───── Source material ─────

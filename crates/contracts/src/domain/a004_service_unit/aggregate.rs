use serde::{Deserialize, Serialize};

use crate::domain::a002_fee::aggregate::FeeId;

crate::uuid_aggregate_id!(
    /// Уникальный идентификатор единицы обслуживания
    ServiceUnitId
);

/// Единица обслуживания (сектор, квартал), привязанная к тарифу
#[derive(Debug, Clone, PartialEq, Serialize, Deserialize)]
pub struct ServiceUnit {
    pub id: ServiceUnitId,
    pub name: String,
    pub fee_id: Option<FeeId>,
    pub customer_count: u32,
}

#[derive(Debug, Clone, Serialize, Deserialize)]
pub struct AssignFeeDto {
    pub service_unit_id: String,
    pub fee_id: Option<String>,
}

─────

● **Assigned task**
Only lines with the word "обслуживания" are wanted. Find and copy them from the records above.

● **Task response**
    /// Уникальный идентификатор единицы обслуживания
/// Единица обслуживания (сектор, квартал), привязанная к тарифу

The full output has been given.